Your answer is a copy of every line in the records where "print" appears.
*** Opening Data to process ***
//! Textual form of code blocks.
//!
//! Each instruction is one line: a four-digit index, the mnemonic, and an
//! optional operand. Header lines start with `;` and nested lambdas are
//! listed after their parent, indented. [`assemble`] reads back the
//! unindented instruction lines and ignores everything else, so
//! `assemble(disassemble(b))` reproduces `b.ops`.
//!
//! ```text
//! ; word inc params=1 locals=1
//! 0000 ldloc 0
//! 0001 int 1
//! 0002 add
//! 0003 end
//! ```

use std::fmt::Write as _;
use std::rc::Rc;

use crate::code_block::{CaptureSource, CatchKey, CodeBlock};
use crate::op::{BinOp, Op};
use crate::symbols::SymbolTable;

/// Malformed assembly text.
#[derive(Clone, Debug, PartialEq, Eq, thiserror::Error)]
pub enum AsmError {
    #[error("line {line}: unknown mnemonic `{text}`")]
    UnknownMnemonic { line: usize, text: String },
    #[error("line {line}: bad operand `{text}`")]
    BadOperand { line: usize, text: String },
    #[error("line {line}: expected instruction {expected}, found {found}")]
    OutOfSequence {
        line: usize,
        expected: usize,
        found: usize,
    },
}

/// Disassemble `block` and its nested lambdas.
pub fn disassemble(block: &CodeBlock, symbols: &SymbolTable) -> String {
    disassemble_with(block, symbols, &|_| None)
}

/// Disassemble, appending `; note` to instructions `annotate` describes
/// (typically the names behind word and global indices).
pub fn disassemble_with(
    block: &CodeBlock,
    symbols: &SymbolTable,
    annotate: &dyn Fn(&Op) -> Option<String>,
) -> String {
    let mut out = String::new();
    write_block(&mut out, block, symbols, annotate, 0, None);
    out
}

fn write_block(
    out: &mut String,
    block: &CodeBlock,
    symbols: &SymbolTable,
    annotate: &dyn Fn(&Op) -> Option<String>,
    depth: usize,
    lambda_index: Option<usize>,
) {
    let indent = "  ".repeat(depth);
    let _ = match lambda_index {
        Some(i) => write!(out, "{indent}; lambda {i}"),
        None => write!(out, "{indent}; word {}", block.display_name()),
    };
    let _ = writeln!(
        out,
        " params={} locals={} source={}",
        block.params, block.locals, block.source
    );
    if block.closed_locals != 0 {
        let _ = writeln!(out, "{indent}; closed {:#b}", block.closed_locals);
    }
    if !block.captures.is_empty() {
        let captures: Vec<String> = block
            .captures
            .iter()
            .map(|c| match c {
                CaptureSource::Local(n) => format!("local {n}"),
                CaptureSource::Outer(n) => format!("outer {n}"),
            })
            .collect();
        let _ = writeln!(out, "{indent}; captures {}", captures.join(", "));
    }
    for (i, table) in block.catch_tables.iter().enumerate() {
        let entries: Vec<String> = table
            .entries
            .iter()
            .map(|(key, target)| match key {
                CatchKey::Symbol(s) => format!("`{}->{target}", symbols.name(*s)),
                CatchKey::All => format!("*->{target}"),
            })
            .collect();
        let _ = writeln!(out, "{indent}; catch {i} {}", entries.join(" "));
    }
    for (ip, op) in block.ops.iter().enumerate() {
        let _ = write!(out, "{indent}{ip:04} ");
        write_op(out, op, symbols);
        if let Some(note) = annotate(op) {
            let _ = write!(out, " ; {note}");
        }
        if let Some(pos) = block.pos_at(ip) {
            let _ = write!(out, " ; @{pos}");
        }
        out.push('\n');
    }
    for (i, lambda) in block.lambdas.iter().enumerate() {
        write_block(out, lambda, symbols, annotate, depth + 1, Some(i));
    }
}

fn write_op(out: &mut String, op: &Op, symbols: &SymbolTable) {
    let _ = match op {
        Op::Int(v) => write!(out, "int {v}"),
        Op::Long(v) => write!(out, "long {v}"),
        Op::Float(v) => write!(out, "float {v:?}"),
        Op::Double(v) => write!(out, "double {v:?}"),
        Op::Str(s) => write!(out, "str \"{}\"", escape(s)),
        Op::Symbol(s) => write!(out, "sym `{}", symbols.name(*s)),
        Op::None => write!(out, "none"),
        Op::Lambda(n) => write!(out, "lambda {n}"),
        Op::WordRef(n) => write!(out, "wordref {n}"),
        Op::NativeRef(n) => write!(out, "nativeref {n}"),
        Op::LoadLocal(n) => write!(out, "ldloc {n}"),
        Op::StoreLocal(n) => write!(out, "stloc {n}"),
        Op::LoadClosure(n) => write!(out, "ldclo {n}"),
        Op::StoreClosure(n) => write!(out, "stclo {n}"),
        Op::LoadGlobal(n) => write!(out, "ldglob {n}"),
        Op::StoreGlobal(n) => write!(out, "stglob {n}"),
        Op::LoadConst(n) => write!(out, "ldconst {n}"),
        Op::SetConst(n) => write!(out, "setconst {n}"),
        Op::GetProp(n) => write!(out, "getprop {n}"),
        Op::SetProp(n) => write!(out, "setprop {n}"),
        Op::CallWord(n) => write!(out, "callw {n}"),
        Op::CallNative(n) => write!(out, "calln {n}"),
        Op::Call => write!(out, "call"),
        Op::Recurse => write!(out, "recurse"),
        Op::Dup => write!(out, "dup"),
        Op::Drop => write!(out, "drop"),
        Op::Swap => write!(out, "swap"),
        Op::Over => write!(out, "over"),
        Op::Rot => write!(out, "rot"),
        Op::Binary(b) => write!(out, "{}", b.mnemonic()),
        Op::Not => write!(out, "not"),
        Op::Neg => write!(out, "neg"),
        Op::Jump(t) => write!(out, "jmp {t}"),
        Op::JumpIfFalse(t) => write!(out, "jf {t}"),
        Op::JumpIfTrue(t) => write!(out, "jt {t}"),
        Op::IterStart => write!(out, "iterstart"),
        Op::IterLeaveIfDone(t) => write!(out, "iterleave {t}"),
        Op::IterValue(d) => write!(out, "iterval {d}"),
        Op::IterEnd => write!(out, "iterend"),
        Op::NewList => write!(out, "newlist"),
        Op::ListAppend => write!(out, "listadd"),
        Op::NewHash => write!(out, "newhash"),
        Op::HashAdd => write!(out, "hashadd"),
        Op::Try(n) => write!(out, "try {n}"),
        Op::EndTry(t) => write!(out, "endtry {t}"),
        Op::Throw => write!(out, "throw"),
        Op::Print => write!(out, "print"),
        Op::End => write!(out, "end"),
    };
}

fn escape(s: &str) -> String {
    let mut out = String::with_capacity(s.len());
    for ch in s.chars() {
        match ch {
            '"' => out.push_str("\\\""),
            '\\' => out.push_str("\\\\"),
            '\n' => out.push_str("\\n"),
            '\t' => out.push_str("\\t"),
            '\r' => out.push_str("\\r"),
            c if c.is_control() => {
                let _ = write!(out, "\\u{{{:x}}}", u32::from(c));
            }
            c => out.push(c),
        }
    }
    out
}

/// Parse a quoted, escaped string. Returns the contents and the rest of the
/// line after the closing quote.
fn unescape(text: &str) -> Option<(String, &str)> {
    let body = text.strip_prefix('"')?;
    let mut out = String::new();
    let mut chars = body.char_indices();
    while let Some((i, ch)) = chars.next() {
        match ch {
            '"' => return Some((out, &body[i + 1..])),
            '\\' => match chars.next()?.1 {
                '"' => out.push('"'),
                '\\' => out.push('\\'),
                'n' => out.push('\n'),
                't' => out.push('\t'),
                'r' => out.push('\r'),
                'u' => {
                    if chars.next()?.1 != '{' {
                        return None;
                    }
                    let mut hex = String::new();
                    loop {
                        match chars.next()?.1 {
                            '}' => break,
                            c => hex.push(c),
                        }
                    }
                    let code = u32::from_str_radix(&hex, 16).ok()?;
                    out.push(char::from_u32(code)?);
                }
                _ => return None,
            },
            c => out.push(c),
        }
    }
    None
}

/// Parse instruction lines back into ops.
pub fn assemble(text: &str, symbols: &SymbolTable) -> Result<Vec<Op>, AsmError> {
    let mut ops = Vec::new();
    for (line_idx, line) in text.lines().enumerate() {
        let line_no = line_idx + 1;
        if !line.starts_with(|c: char| c.is_ascii_digit()) {
            continue;
        }
        let (index, rest) = line.split_once(' ').unwrap_or((line, ""));
        let bad = |text: &str| AsmError::BadOperand {
            line: line_no,
            text: text.to_owned(),
        };
        let found: usize = index.parse().map_err(|_| bad(index))?;
        if found != ops.len() {
            return Err(AsmError::OutOfSequence {
                line: line_no,
                expected: ops.len(),
                found,
            });
        }
        let (mnemonic, operand) = rest.split_once(' ').unwrap_or((rest, ""));
        let op = if mnemonic == "str" {
            let (s, _) = unescape(operand).ok_or_else(|| bad(operand))?;
            Op::Str(Rc::from(s))
        } else {
            let operand = operand.split(';').next().unwrap_or("").trim();
            parse_op(mnemonic, operand, symbols).ok_or_else(|| {
                if is_mnemonic(mnemonic) {
                    bad(operand)
                } else {
                    AsmError::UnknownMnemonic {
                        line: line_no,
                        text: mnemonic.to_owned(),
                    }
                }
            })?
        };
        ops.push(op);
    }
    Ok(ops)
}

const MNEMONICS: &[&str] = &[
    "int", "long", "float", "double", "str", "sym", "none", "lambda", "wordref",
    "nativeref", "ldloc", "stloc", "ldclo", "stclo", "ldglob", "stglob", "ldconst",
    "setconst", "getprop", "setprop", "callw", "calln", "call", "recurse", "dup",
    "drop", "swap", "over", "rot", "not", "neg", "jmp", "jf", "jt", "iterstart",
    "iterleave", "iterval", "iterend", "newlist", "listadd", "newhash", "hashadd",
    "try", "endtry", "throw", "print", "end",
];

fn is_mnemonic(text: &str) -> bool {
    MNEMONICS.contains(&text) || BinOp::from_mnemonic(text).is_some()
}

fn parse_op(mnemonic: &str, operand: &str, symbols: &SymbolTable) -> Option<Op> {
    let u32_arg = || operand.parse::<u32>().ok();
    let u16_arg = || operand.parse::<u16>().ok();
    let none = |op: Op| operand.is_empty().then_some(op);
    Some(match mnemonic {
        "int" => Op::Int(operand.parse().ok()?),
        "long" => Op::Long(operand.parse().ok()?),
        "float" => Op::Float(operand.parse().ok()?),
        "double" => Op::Double(operand.parse().ok()?),
        "sym" => Op::Symbol(symbols.intern(operand.strip_prefix('`')?)),
        "none" => none(Op::None)?,
        "lambda" => Op::Lambda(u32_arg()?),
        "wordref" => Op::WordRef(u32_arg()?),
        "nativeref" => Op::NativeRef(u32_arg()?),
        "ldloc" => Op::LoadLocal(u16_arg()?),
        "stloc" => Op::StoreLocal(u16_arg()?),
        "ldclo" => Op::LoadClosure(u16_arg()?),
        "stclo" => Op::StoreClosure(u16_arg()?),
        "ldglob" => Op::LoadGlobal(u32_arg()?),
        "stglob" => Op::StoreGlobal(u32_arg()?),
        "ldconst" => Op::LoadConst(u32_arg()?),
        "setconst" => Op::SetConst(u32_arg()?),
        "getprop" => Op::GetProp(u32_arg()?),
        "setprop" => Op::SetProp(u32_arg()?),
        "callw" => Op::CallWord(u32_arg()?),
        "calln" => Op::CallNative(u32_arg()?),
        "call" => none(Op::Call)?,
        "recurse" => none(Op::Recurse)?,
        "dup" => none(Op::Dup)?,
        "drop" => none(Op::Drop)?,
        "swap" => none(Op::Swap)?,
        "over" => none(Op::Over)?,
        "rot" => none(Op::Rot)?,
        "not" => none(Op::Not)?,
        "neg" => none(Op::Neg)?,
        "jmp" => Op::Jump(u32_arg()?),
        "jf" => Op::JumpIfFalse(u32_arg()?),
        "jt" => Op::JumpIfTrue(u32_arg()?),
        "iterstart" => none(Op::IterStart)?,
        "iterleave" => Op::IterLeaveIfDone(u32_arg()?),
        "iterval" => Op::IterValue(operand.parse().ok()?),
        "iterend" => none(Op::IterEnd)?,
        "newlist" => none(Op::NewList)?,
        "listadd" => none(Op::ListAppend)?,
        "newhash" => none(Op::NewHash)?,
        "hashadd" => none(Op::HashAdd)?,
        "try" => Op::Try(u32_arg()?),
        "endtry" => Op::EndTry(u32_arg()?),
        "throw" => none(Op::Throw)?,
        "print" => none(Op::Print)?,
        "end" => none(Op::End)?,
        other => none(Op::Binary(BinOp::from_mnemonic(other)?))?,
    })
}

#[cfg(test)]
mod tests;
*** Closing Data to process ***
-- Exercise answer --
        Op::Print => write!(out, "print"),
    "try", "endtry", "throw", "print", "end",
        "print" => none(Op::Print)?,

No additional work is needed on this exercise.